RECORDS FOR THE TASK:

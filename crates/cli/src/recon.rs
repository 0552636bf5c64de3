//! `mapas run|list|watch|validate`: one reconciliation pass over a folder of
//! exports, and the views built on its result.

use std::path::{Path, PathBuf};
use std::time::Duration;

use chrono::NaiveDate;
use log::{debug, info};

use mapas_recon::model::{AggregateResult, MapRecord};
use mapas_recon::normalize::{format_currency, format_local_date};
use mapas_recon::{filter_maps, Category, ReconConfig};

use crate::exit_codes::EXIT_NO_SOURCES;
use crate::{CliError, PassArgs};

// ---------------------------------------------------------------------------
// Shared pass plumbing
// ---------------------------------------------------------------------------

fn load_config(path: Option<&Path>) -> Result<ReconConfig, CliError> {
    let Some(path) = path else {
        return Ok(ReconConfig::default());
    };
    let text = std::fs::read_to_string(path)
        .map_err(|e| CliError::io(format!("cannot read config {}: {e}", path.display())))?;
    let config = ReconConfig::from_toml(&text)?;
    debug!("loaded config from {}", path.display());
    Ok(config)
}

fn anchor_date(pass: &PassArgs) -> NaiveDate {
    pass.today.unwrap_or_else(|| chrono::Local::now().date_naive())
}

/// Discover, decode and reconcile the folder's exports.
fn run_pass(pass: &PassArgs, config: &ReconConfig) -> Result<AggregateResult, CliError> {
    let input = mapas_io::discover_sources(&pass.dir, &config.sources)?;
    let result = mapas_recon::run(config, &input, anchor_date(pass)).map_err(|e| {
        let err = CliError::from(e);
        if err.code == EXIT_NO_SOURCES {
            err.with_hint(expected_files_hint(config))
        } else {
            err
        }
    })?;
    Ok(result)
}

fn expected_files_hint(config: &ReconConfig) -> String {
    let fragments: Vec<String> = mapas_recon::SourceKind::ALL
        .iter()
        .map(|k| format!("{k} (*{}*.csv)", config.sources.pattern(*k)))
        .collect();
    format!("expected any of: {}", fragments.join(", "))
}

fn to_json<T: serde::Serialize + ?Sized>(value: &T) -> Result<String, CliError> {
    serde_json::to_string_pretty(value)
        .map_err(|e| CliError::general(format!("JSON serialization error: {e}")))
}

fn print_summary(result: &AggregateResult) {
    eprintln!(
        "{} maps from {} sources, anchor {}",
        result.maps.len(),
        result.meta.sources_loaded.len(),
        format_local_date(result.meta.today),
    );
    for category in Category::ALL {
        let label = if category == Category::Future {
            result.future_label.clone()
        } else {
            category.key().to_string()
        };
        eprintln!("  {:<22}{:>5}", label, result.count(category));
    }
}

fn map_line(map: &MapRecord) -> String {
    let mut line = format!(
        "{:<8} {:<20} {:<10} {:<24} {:<8} pago {} | prazo {} | pendente {}",
        map.id,
        map.status,
        map.issue_date_label,
        map.driver,
        map.plate,
        format_currency(map.financial.paid),
        format_currency(map.financial.deferred),
        format_currency(map.financial.pending),
    );
    for badge in map.badges() {
        line.push_str(&format!(" [{badge}]"));
    }
    line
}

// ---------------------------------------------------------------------------
// Commands
// ---------------------------------------------------------------------------

pub fn cmd_run(pass: PassArgs, json_output: bool, output_file: Option<PathBuf>) -> Result<(), CliError> {
    let config = load_config(pass.config.as_deref())?;
    let result = run_pass(&pass, &config)?;

    if json_output || output_file.is_some() {
        let json_str = to_json(&result)?;
        if let Some(ref path) = output_file {
            std::fs::write(path, &json_str)
                .map_err(|e| CliError::io(format!("cannot write output: {e}")))?;
            eprintln!("wrote {}", path.display());
        }
        if json_output {
            println!("{json_str}");
        }
    }

    print_summary(&result);
    Ok(())
}

pub fn cmd_list(pass: PassArgs, filter: Category, search: String, json_output: bool) -> Result<(), CliError> {
    let config = load_config(pass.config.as_deref())?;
    let result = run_pass(&pass, &config)?;
    let selected = filter_maps(&result.maps, filter, &search, result.meta.today);

    if json_output {
        println!("{}", to_json(&selected)?);
    } else {
        for map in &selected {
            println!("{}", map_line(map));
        }
    }

    let label = if filter == Category::Future {
        result.future_label.as_str()
    } else {
        filter.key()
    };
    eprintln!("{}: {} of {} maps", label, selected.len(), result.maps.len());
    Ok(())
}

/// Each pass is independent: a folder that is briefly empty or missing while
/// exports are being replaced is reported and retried on the next tick.
pub fn cmd_watch(pass: PassArgs, interval: u64, count: Option<u64>) -> Result<(), CliError> {
    if count == Some(0) {
        return Err(CliError::usage("--count must be at least 1"));
    }
    let config = load_config(pass.config.as_deref())?;

    let mut completed = 0u64;
    loop {
        match run_pass(&pass, &config) {
            Ok(result) => print_summary(&result),
            Err(err) if err.code == EXIT_NO_SOURCES || err.code == crate::exit_codes::EXIT_IO => {
                eprintln!("warning: {}", err.message);
            }
            Err(err) => return Err(err),
        }

        completed += 1;
        if count.is_some_and(|n| completed >= n) {
            return Ok(());
        }
        info!("next pass in {interval}s");
        std::thread::sleep(Duration::from_secs(interval));
    }
}

pub fn cmd_validate(config_path: PathBuf) -> Result<(), CliError> {
    let config = load_config(Some(config_path.as_path()))?;
    let patterns: Vec<String> = mapas_recon::SourceKind::ALL
        .iter()
        .map(|k| format!("{}={}", k.config_key(), config.sources.pattern(*k)))
        .collect();
    eprintln!("config OK: {}", config_path.display());
    eprintln!("  sources: {}", patterns.join(", "));
    eprintln!(
        "  auto-reopen columns: {:?}",
        config.timing_log.auto_reopen_columns
    );
    Ok(())
}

YOUR TASK: Print each line of the data exactly as it was written.

SOLVED EXERCISE:
filename crates/cli/src/recon.rs
repository 0552636bf5c64de3
//! `mapas run|list|watch|validate`: one reconciliation pass over a folder of
//! exports, and the views built on its result.

use std::path::{Path, PathBuf};
use std::time::Duration;

use chrono::NaiveDate;
use log::{debug, info};

use mapas_recon::model::{AggregateResult, MapRecord};
use mapas_recon::normalize::{format_currency, format_local_date};
use mapas_recon::{filter_maps, Category, ReconConfig};

use crate::exit_codes::EXIT_NO_SOURCES;
use crate::{CliError, PassArgs};

// ---------------------------------------------------------------------------
// Shared pass plumbing
// ---------------------------------------------------------------------------

fn load_config(path: Option<&Path>) -> Result<ReconConfig, CliError> {
    let Some(path) = path else {
        return Ok(ReconConfig::default());
    };
    let text = std::fs::read_to_string(path)
        .map_err(|e| CliError::io(format!("cannot read config {}: {e}", path.display())))?;
    let config = ReconConfig::from_toml(&text)?;
    debug!("loaded config from {}", path.display());
    Ok(config)
}

fn anchor_date(pass: &PassArgs) -> NaiveDate {
    pass.today.unwrap_or_else(|| chrono::Local::now().date_naive())
}

/// Discover, decode and reconcile the folder's exports.
fn run_pass(pass: &PassArgs, config: &ReconConfig) -> Result<AggregateResult, CliError> {
    let input = mapas_io::discover_sources(&pass.dir, &config.sources)?;
    let result = mapas_recon::run(config, &input, anchor_date(pass)).map_err(|e| {
        let err = CliError::from(e);
        if err.code == EXIT_NO_SOURCES {
            err.with_hint(expected_files_hint(config))
        } else {
            err
        }
    })?;
    Ok(result)
}

fn expected_files_hint(config: &ReconConfig) -> String {
    let fragments: Vec<String> = mapas_recon::SourceKind::ALL
        .iter()
        .map(|k| format!("{k} (*{}*.csv)", config.sources.pattern(*k)))
        .collect();
    format!("expected any of: {}", fragments.join(", "))
}

fn to_json<T: serde::Serialize + ?Sized>(value: &T) -> Result<String, CliError> {
    serde_json::to_string_pretty(value)
        .map_err(|e| CliError::general(format!("JSON serialization error: {e}")))
}

fn print_summary(result: &AggregateResult) {
    eprintln!(
        "{} maps from {} sources, anchor {}",
        result.maps.len(),
        result.meta.sources_loaded.len(),
        format_local_date(result.meta.today),
    );
    for category in Category::ALL {
        let label = if category == Category::Future {
            result.future_label.clone()
        } else {
            category.key().to_string()
        };
        eprintln!("  {:<22}{:>5}", label, result.count(category));
    }
}

fn map_line(map: &MapRecord) -> String {
    let mut line = format!(
        "{:<8} {:<20} {:<10} {:<24} {:<8} pago {} | prazo {} | pendente {}",
        map.id,
        map.status,
        map.issue_date_label,
        map.driver,
        map.plate,
        format_currency(map.financial.paid),
        format_currency(map.financial.deferred),
        format_currency(map.financial.pending),
    );
    for badge in map.badges() {
        line.push_str(&format!(" [{badge}]"));
    }
    line
}

// ---------------------------------------------------------------------------
// Commands
// ---------------------------------------------------------------------------

pub fn cmd_run(pass: PassArgs, json_output: bool, output_file: Option<PathBuf>) -> Result<(), CliError> {
    let config = load_config(pass.config.as_deref())?;
    let result = run_pass(&pass, &config)?;

    if json_output || output_file.is_some() {
        let json_str = to_json(&result)?;
        if let Some(ref path) = output_file {
            std::fs::write(path, &json_str)
                .map_err(|e| CliError::io(format!("cannot write output: {e}")))?;
            eprintln!("wrote {}", path.display());
        }
        if json_output {
            println!("{json_str}");
        }
    }

    print_summary(&result);
    Ok(())
}

pub fn cmd_list(pass: PassArgs, filter: Category, search: String, json_output: bool) -> Result<(), CliError> {
    let config = load_config(pass.config.as_deref())?;
    let result = run_pass(&pass, &config)?;
    let selected = filter_maps(&result.maps, filter, &search, result.meta.today);

    if json_output {
        println!("{}", to_json(&selected)?);
    } else {
        for map in &selected {
            println!("{}", map_line(map));
        }
    }

    let label = if filter == Category::Future {
        result.future_label.as_str()
    } else {
        filter.key()
    };
    eprintln!("{}: {} of {} maps", label, selected.len(), result.maps.len());
    Ok(())
}

/// Each pass is independent: a folder that is briefly empty or missing while
/// exports are being replaced is reported and retried on the next tick.
pub fn cmd_watch(pass: PassArgs, interval: u64, count: Option<u64>) -> Result<(), CliError> {
    if count == Some(0) {
        return Err(CliError::usage("--count must be at least 1"));
    }
    let config = load_config(pass.config.as_deref())?;

    let mut completed = 0u64;
    loop {
        match run_pass(&pass, &config) {
            Ok(result) => print_summary(&result),
            Err(err) if err.code == EXIT_NO_SOURCES || err.code == crate::exit_codes::EXIT_IO => {
                eprintln!("warning: {}", err.message);
            }
            Err(err) => return Err(err),
        }

        completed += 1;
        if count.is_some_and(|n| completed >= n) {
            return Ok(());
        }
        info!("next pass in {interval}s");
        std::thread::sleep(Duration::from_secs(interval));
    }
}

pub fn cmd_validate(config_path: PathBuf) -> Result<(), CliError> {
    let config = load_config(Some(config_path.as_path()))?;
    let patterns: Vec<String> = mapas_recon::SourceKind::ALL
        .iter()
        .map(|k| format!("{}={}", k.config_key(), config.sources.pattern(*k)))
        .collect();
    eprintln!("config OK: {}", config_path.display());
    eprintln!("  sources: {}", patterns.join(", "));
    eprintln!(
        "  auto-reopen columns: {:?}",
        config.timing_log.auto_reopen_columns
    );
    Ok(())
}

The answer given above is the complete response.